Without type evaluation, the points of legal control for NTEP evaluation (point B) and VCAP (point C) in the prior illustration do not exist.

Consequently, the first moment of legal control on a measuring instrument is then during the initial verification (point D) when it is placed into service. At this point, the inspection body must assure itself that the instrument complies with all regulations and technical specifications in NIST Handbook 44. Lack of the necessary tools (both software and hardware), in-depth knowledge, and time makes it difficult, or even impossible, for regulatory inspectors to perform some necessary examinations to ensure that all metrologically significant functions are secured.

To maintain a high level of trust in measuring instruments used for trade, more emphasis must be placed on the type evaluation of the instrument. In a laboratory environment, the instrument and its design can be examined in depth by experts in state-of-the-art technology.

During a type evaluation, it is established whether the instrument is accurate and all its metrologically significant functions are secured when the seals are correctly applied. The functions and sealing method are described in the type evaluation certificate (NTEP Certificate of Conformity).

Conducting adequate type approval of the instrument before it is available on the market makes the verification and inspection of a measuring instrument simpler and reduces the burden on the regulatory inspector in the field. One can assume that a type-approved instrument is fully secured if three conditions are satisfied:

1. The instrument (including software version) and the sealing method conform to the type evaluation certificate;
2. The seals are intact, and;
3. There are no physical signs of manipulation.
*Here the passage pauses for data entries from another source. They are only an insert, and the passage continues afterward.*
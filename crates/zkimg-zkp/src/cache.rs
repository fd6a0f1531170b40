//! # Circuit Artifact Cache
//!
//! Resolves a circuit key to compiled artifacts, compiling at most once per
//! key no matter how many requests ask for it concurrently.
//!
//! ## Resolution order
//!
//! 1. Resident in memory: returned immediately.
//! 2. Compilation in flight: the caller joins it and receives the same
//!    result (success or failure) as every other waiter.
//! 3. Persisted in the [`ArtifactStore`] with a matching manifest and intact
//!    files: loaded without compiling.
//! 4. Otherwise compiled into a staging directory under `work_dir` and
//!    atomically published.
//!
//! ## Failure handling
//!
//! A compilation is bounded by the configured compile timeout, never by a
//! caller's deadline. A caller whose deadline passes stops waiting with
//! [`CacheError::Timeout`]; the compilation carries on for the remaining
//! waiters and keeps its key pending until it returns.
//!
//! A failed or timed-out compilation is logged once, delivered to every
//! waiter and then forgotten: the next request tries again. If publishing
//! fails the artifact is still served from its staging directory and
//! carries an [`ArtifactPersistenceError`].
//!
//! ## Residency
//!
//! At most `max_resident` artifact sets stay in memory; the least recently
//! used is dropped first. Evicted sets remain on disk.

use std::collections::HashMap;
use std::path::PathBuf;
use std::sync::atomic::{AtomicU64, Ordering};
use std::sync::Arc;
use std::time::{Duration, Instant};

use parking_lot::Mutex;
use tokio::sync::watch;
use zkimg_core::{CircuitKey, CircuitParams, Deadline, TransformKind};
use zkimg_crypto::{verify_file_digest, ArtifactStore, MANIFEST_FILE};

use crate::artifact::{ArtifactManifest, ArtifactSet, TrustedSetup, VerificationKey, VERIFICATION_KEY_FILE};
use crate::circuits::CircuitShape;
use crate::error::{ArtifactPersistenceError, CacheError, CompilationError, SetupError};
use crate::traits::{CompileRequest, ProvingBackend};

type Shared = Result<Arc<ArtifactSet>, CompilationError>;

/// Tunables for [`ArtifactCache`].
#[derive(Debug, Clone)]
pub struct CacheSettings {
    /// Persistent artifact store root.
    pub artifact_dir: PathBuf,
    /// Scratch space for staging compilations.
    pub work_dir: PathBuf,
    /// Largest width or height a single circuit may witness.
    pub max_dimension: u32,
    /// Artifact sets kept in memory.
    pub max_resident: usize,
    /// Upper bound on one compilation, whatever the caller's deadline.
    pub compile_timeout: Duration,
}

enum Slot {
    Ready { artifact: Arc<ArtifactSet>, last_used: u64 },
    Pending(watch::Receiver<Option<Shared>>),
}

struct Inner<B: ProvingBackend> {
    backend: Arc<B>,
    setup: TrustedSetup,
    store: ArtifactStore,
    settings: CacheSettings,
    slots: Mutex<HashMap<CircuitKey, Slot>>,
    compilations: AtomicU64,
    clock: AtomicU64,
}

/// Single-flight, persistent cache of compiled circuits.
pub struct ArtifactCache<B: ProvingBackend> {
    inner: Arc<Inner<B>>,
}

impl<B: ProvingBackend> Clone for ArtifactCache<B> {
    fn clone(&self) -> Self {
        Self {
            inner: self.inner.clone(),
        }
    }
}

impl<B: ProvingBackend> ArtifactCache<B> {
    /// Create the cache, creating `artifact_dir` and `work_dir` if needed.
    pub fn new(backend: Arc<B>, setup: TrustedSetup, settings: CacheSettings) -> Result<Self, SetupError> {
        for dir in [&settings.artifact_dir, &settings.work_dir] {
            std::fs::create_dir_all(dir).map_err(|e| SetupError::Directory {
                path: dir.clone(),
                reason: e.to_string(),
            })?;
        }
        Ok(Self {
            inner: Arc::new(Inner {
                backend,
                setup,
                store: ArtifactStore::new(&settings.artifact_dir),
                settings,
                slots: Mutex::new(HashMap::new()),
                compilations: AtomicU64::new(0),
                clock: AtomicU64::new(0),
            }),
        })
    }

    pub fn backend(&self) -> &Arc<B> {
        &self.inner.backend
    }

    pub fn settings(&self) -> &CacheSettings {
        &self.inner.settings
    }

    pub fn setup(&self) -> &TrustedSetup {
        &self.inner.setup
    }

    /// Compilations started by this cache instance (disk loads excluded).
    pub fn compilations(&self) -> u64 {
        self.inner.compilations.load(Ordering::SeqCst)
    }

    /// Artifact sets currently resident in memory.
    pub fn resident(&self) -> usize {
        self.inner
            .slots
            .lock()
            .values()
            .filter(|s| matches!(s, Slot::Ready { .. }))
            .count()
    }

    /// Artifacts for `(kind, params)`, compiling if necessary. Only the
    /// compile timeout bounds the wait.
    pub async fn ensure_artifacts(
        &self,
        kind: TransformKind,
        params: &CircuitParams,
    ) -> Result<Arc<ArtifactSet>, CacheError> {
        self.ensure_artifacts_within(kind, params, Deadline::none()).await
    }

    /// As [`ensure_artifacts`](Self::ensure_artifacts), giving up at
    /// `deadline`.
    ///
    /// # Errors
    ///
    /// - [`CacheError::Input`] for a missing parameter, impossible geometry
    ///   or a dimension over the limit. Nothing is compiled.
    /// - [`CacheError::Compilation`] when the compilation this call joined
    ///   failed.
    /// - [`CacheError::Timeout`] when `deadline` passed before the
    ///   artifacts were ready, or the compilation hit the compile timeout.
    ///   An abandoned wait does not cancel the compilation.
    pub async fn ensure_artifacts_within(
        &self,
        kind: TransformKind,
        params: &CircuitParams,
        deadline: Deadline,
    ) -> Result<Arc<ArtifactSet>, CacheError> {
        let shape = CircuitShape::from_params(kind, params)?;
        shape.check_limits(self.inner.settings.max_dimension)?;
        self.ensure_shape(shape, deadline).await
    }

    /// Artifacts for an already-resolved shape. Dimension limits are the
    /// caller's responsibility.
    pub async fn ensure_shape(
        &self,
        shape: CircuitShape,
        deadline: Deadline,
    ) -> Result<Arc<ArtifactSet>, CacheError> {
        let key = shape.key()?;
        let mut rx = {
            let mut slots = self.inner.slots.lock();
            match slots.get_mut(&key) {
                Some(Slot::Ready { artifact, last_used }) => {
                    *last_used = self.inner.tick();
                    return Ok(artifact.clone());
                }
                Some(Slot::Pending(rx)) => rx.clone(),
                None => {
                    let (tx, rx) = watch::channel(None);
                    slots.insert(key.clone(), Slot::Pending(rx.clone()));
                    spawn_compile(self.inner.clone(), key.clone(), shape, tx);
                    rx
                }
            }
        };

        let waited = {
            let wait = rx.wait_for(Option::is_some);
            match deadline.remaining() {
                Some(left) => match tokio::time::timeout(left, wait).await {
                    Ok(r) => r.map(|v| (*v).clone()),
                    Err(_) => return Err(CacheError::Timeout),
                },
                None => wait.await.map(|v| (*v).clone()),
            }
        };
        match waited {
            Ok(Some(Ok(artifact))) => Ok(artifact),
            Ok(Some(Err(CompilationError::Timeout))) => Err(CacheError::Timeout),
            Ok(Some(Err(e))) => Err(e.into()),
            Ok(None) | Err(_) => Err(CompilationError::Aborted(format!(
                "compile task for {key} ended without a result"
            ))
            .into()),
        }
    }

    /// The verification key for `key`, from memory or the store. Never
    /// compiles: an unknown circuit yields `None`.
    pub fn verification_key(&self, key: &CircuitKey) -> Option<VerificationKey> {
        if let Some(Slot::Ready { artifact, .. }) = self.inner.slots.lock().get(key) {
            return Some(artifact.verification_key().clone());
        }
        let (kind, sig) = key.store_path();
        let (dir, manifest) = match self.inner.store.read_manifest::<ArtifactManifest>(&kind, &sig) {
            Ok(Some(found)) => found,
            Ok(None) => return None,
            Err(e) => {
                tracing::warn!(circuit = %key, error = %e, "unreadable artifact manifest");
                return None;
            }
        };
        if let Err(reason) =
            manifest.matches(key, self.inner.backend.kind(), self.inner.setup.fingerprint())
        {
            tracing::debug!(circuit = %key, reason = %reason, "persisted verification key not usable");
            return None;
        }
        let path = dir.join(VERIFICATION_KEY_FILE);
        if let Err(e) = verify_file_digest(&path, &manifest.verification_key_digest) {
            tracing::warn!(circuit = %key, error = %e, "persisted verification key failed integrity check");
            return None;
        }
        VerificationKey::read(manifest.backend, key.clone(), &dir).ok()
    }
}

impl<B: ProvingBackend> Inner<B> {
    fn tick(&self) -> u64 {
        self.clock.fetch_add(1, Ordering::Relaxed)
    }

    /// Drop least recently used resident sets beyond the limit.
    fn evict(&self, slots: &mut HashMap<CircuitKey, Slot>) {
        loop {
            let ready = slots.values().filter(|s| matches!(s, Slot::Ready { .. })).count();
            if ready <= self.settings.max_resident {
                return;
            }
            let oldest = slots
                .iter()
                .filter_map(|(k, s)| match s {
                    Slot::Ready { last_used, .. } => Some((*last_used, k)),
                    Slot::Pending(_) => None,
                })
                .min_by_key(|(t, _)| *t)
                .map(|(_, k)| k.clone());
            match oldest {
                Some(key) => {
                    tracing::debug!(circuit = %key, "evicting resident artifacts");
                    slots.remove(&key);
                }
                None => return,
            }
        }
    }

    /// Blocking: load from the store or compile and publish.
    fn load_or_compile(
        &self,
        key: &CircuitKey,
        shape: CircuitShape,
        deadline: Deadline,
    ) -> Result<Arc<ArtifactSet>, CompilationError> {
        let (kind, sig) = key.store_path();
        match self.store.read_manifest::<ArtifactManifest>(&kind, &sig) {
            Ok(Some((dir, manifest))) => {
                match manifest.matches(key, self.backend.kind(), self.setup.fingerprint()) {
                    Ok(()) => match ArtifactSet::load(&dir, manifest, shape) {
                        Ok(set) => {
                            tracing::debug!(circuit = %key, "loaded persisted artifacts");
                            return Ok(Arc::new(set));
                        }
                        Err(reason) => {
                            tracing::warn!(circuit = %key, reason = %reason, "persisted artifacts corrupt, recompiling")
                        }
                    },
                    Err(reason) => {
                        tracing::warn!(circuit = %key, reason = %reason, "persisted artifacts stale, recompiling")
                    }
                }
            }
            Ok(None) => {}
            Err(e) => tracing::warn!(circuit = %key, error = %e, "unreadable artifact manifest, recompiling"),
        }

        self.compilations.fetch_add(1, Ordering::SeqCst);
        let io = |e: &dyn std::fmt::Display| CompilationError::Io(e.to_string());
        let staging = tempfile::Builder::new()
            .prefix(".staging-")
            .tempdir_in(&self.settings.work_dir)
            .map_err(|e| io(&e))?;

        tracing::info!(
            circuit = %key,
            estimated_constraints = shape.estimated_constraints(),
            "compiling circuit"
        );
        let started = Instant::now();
        let request = CompileRequest {
            key,
            shape: &shape,
            setup: &self.setup,
            out_dir: staging.path(),
        };
        let output = self.backend.compile(&request, deadline)?;
        if deadline.expired() {
            return Err(CompilationError::Timeout);
        }

        let manifest = ArtifactManifest::describe(
            staging.path(),
            key.clone(),
            self.backend.kind(),
            &self.setup,
            output.constraint_count,
            started.elapsed(),
        )
        .map_err(|e| io(&e))?;
        let json = serde_json::to_vec_pretty(&manifest).map_err(|e| io(&e))?;
        std::fs::write(staging.path().join(MANIFEST_FILE), json).map_err(|e| io(&e))?;
        tracing::info!(
            circuit = %key,
            constraints = manifest.constraint_count,
            compile_ms = manifest.compile_ms,
            "circuit compiled"
        );

        match self.store.publish(&kind, &sig, staging.path()) {
            Ok(dir) => {
                let set = ArtifactSet::load(&dir, manifest, shape).map_err(CompilationError::Io)?;
                Ok(Arc::new(set))
            }
            Err(e) => {
                let error = ArtifactPersistenceError {
                    circuit: key.to_string(),
                    reason: e.to_string(),
                };
                tracing::warn!(error = %error, "serving unpublished artifacts from staging");
                let set = ArtifactSet::load(staging.path(), manifest, shape).map_err(CompilationError::Io)?;
                Ok(Arc::new(set.unpublished(staging, error)))
            }
        }
    }
}

/// Removes a pending slot if the compile task dies without resolving it.
struct PendingGuard<B: ProvingBackend> {
    inner: Arc<Inner<B>>,
    key: CircuitKey,
    armed: bool,
}

impl<B: ProvingBackend> Drop for PendingGuard<B> {
    fn drop(&mut self) {
        if self.armed {
            let mut slots = self.inner.slots.lock();
            if matches!(slots.get(&self.key), Some(Slot::Pending(_))) {
                slots.remove(&self.key);
            }
        }
    }
}

fn spawn_compile<B: ProvingBackend>(
    inner: Arc<Inner<B>>,
    key: CircuitKey,
    shape: CircuitShape,
    tx: watch::Sender<Option<Shared>>,
) {
    tokio::spawn(async move {
        let mut guard = PendingGuard {
            inner: inner.clone(),
            key: key.clone(),
            armed: true,
        };
        let compile_deadline = Deadline::after(inner.settings.compile_timeout);

        // The slot stays pending until the blocking compile has returned, so
        // no second compile of this key can start while it runs. Backends
        // stop on their own once `compile_deadline` passes.
        let worker = inner.clone();
        let worker_key = key.clone();
        let task = tokio::task::spawn_blocking(move || {
            worker.load_or_compile(&worker_key, shape, compile_deadline)
        });
        let result: Shared = match task.await {
            Ok(r) => r,
            Err(e) => Err(CompilationError::Aborted(e.to_string())),
        };

        {
            let mut slots = inner.slots.lock();
            match &result {
                Ok(artifact) => {
                    slots.insert(
                        key.clone(),
                        Slot::Ready {
                            artifact: artifact.clone(),
                            last_used: inner.tick(),
                        },
                    );
                    inner.evict(&mut slots);
                }
                Err(e) => {
                    tracing::error!(circuit = %key, error = %e, "circuit compilation failed");
                    slots.remove(&key);
                }
            }
        }
        guard.armed = false;
        let _ = tx.send(Some(result));
    });
}
//! Live markers keyed by stop id.

use std::collections::HashMap;

use stopmap_transit::{Stop, StopIdentifier};

use crate::icon::IconHandle;
use crate::surface::MapSurface;

pub mod reconcile;

pub use reconcile::{ReconcileSummary, reconcile};

/// Identity of one marker instance. A stop that disappears and comes back
/// gets a new id.
#[derive(Clone, Copy, Debug, PartialEq, Eq, Hash, PartialOrd, Ord)]
pub struct MarkerId(u64);

impl MarkerId {
    pub fn get(self) -> u64 {
        self.0
    }
}

#[derive(Debug)]
pub struct Marker {
    id: MarkerId,
    stop: Stop,
    icon: IconHandle,
    selected: bool,
}

impl Marker {
    pub fn id(&self) -> MarkerId {
        self.id
    }

    pub fn stop_id(&self) -> &StopIdentifier {
        &self.stop.id
    }

    /// The stop as it was when this marker was created
    pub fn stop(&self) -> &Stop {
        &self.stop
    }

    pub fn icon(&self) -> &IconHandle {
        &self.icon
    }

    pub fn is_selected(&self) -> bool {
        self.selected
    }

    // only the selection manager flips this
    pub(crate) fn set_selected(&mut self, selected: bool) {
        self.selected = selected;
    }
}

#[derive(Debug, Default)]
pub struct MarkerRegistry {
    markers: HashMap<StopIdentifier, Marker>,
    next_id: u64,
}

impl MarkerRegistry {
    pub fn new() -> Self {
        Self::default()
    }

    pub fn get(&self, stop_id: &StopIdentifier) -> Option<&Marker> {
        self.markers.get(stop_id)
    }

    pub(crate) fn get_mut(&mut self, stop_id: &StopIdentifier) -> Option<&mut Marker> {
        self.markers.get_mut(stop_id)
    }

    pub fn contains(&self, stop_id: &StopIdentifier) -> bool {
        self.markers.contains_key(stop_id)
    }

    pub fn len(&self) -> usize {
        self.markers.len()
    }

    pub fn is_empty(&self) -> bool {
        self.markers.is_empty()
    }

    pub fn iter(&self) -> impl Iterator<Item = &Marker> {
        self.markers.values()
    }

    /// Registered stop ids in ascending order
    pub fn stop_ids(&self) -> Vec<StopIdentifier> {
        let mut ids: Vec<_> = self.markers.keys().cloned().collect();
        ids.sort();
        ids
    }

    /// Remove every marker from the surface. Selection must be cleared first.
    pub fn clear(&mut self, map: &mut dyn MapSurface) -> usize {
        let count = self.markers.len();
        for (_, marker) in self.markers.drain() {
            map.remove_marker(&marker);
        }
        count
    }

    fn create(&mut self, stop: Stop, icon: IconHandle) -> Marker {
        let id = MarkerId(self.next_id);
        self.next_id += 1;
        Marker {
            id,
            stop,
            icon,
            selected: false,
        }
    }

    fn with_ids_from(previous: &MarkerRegistry, capacity: usize) -> Self {
        Self {
            markers: HashMap::with_capacity(capacity),
            next_id: previous.next_id,
        }
    }
}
When these three conditions are fulfilled, the regulatory inspector must verify that the instrument is still accurate and correctly used by its operator. If necessary, the regulatory inspector may perform additional tests and spot checks.

Legal control over a measuring instrument or device places trust in the measurement result. One can only trust the measurement result if every step can be trusted, i.e., every step is secured. With today’s technological advances, it becomes more difficult (or even impossible) to verify the security of every link in this chain of trust during field inspections. Therefore, the type evaluation of measuring instruments and devices becomes more relevant than ever to maintain our trust in measurements that support a strong and thriving U.S. economy.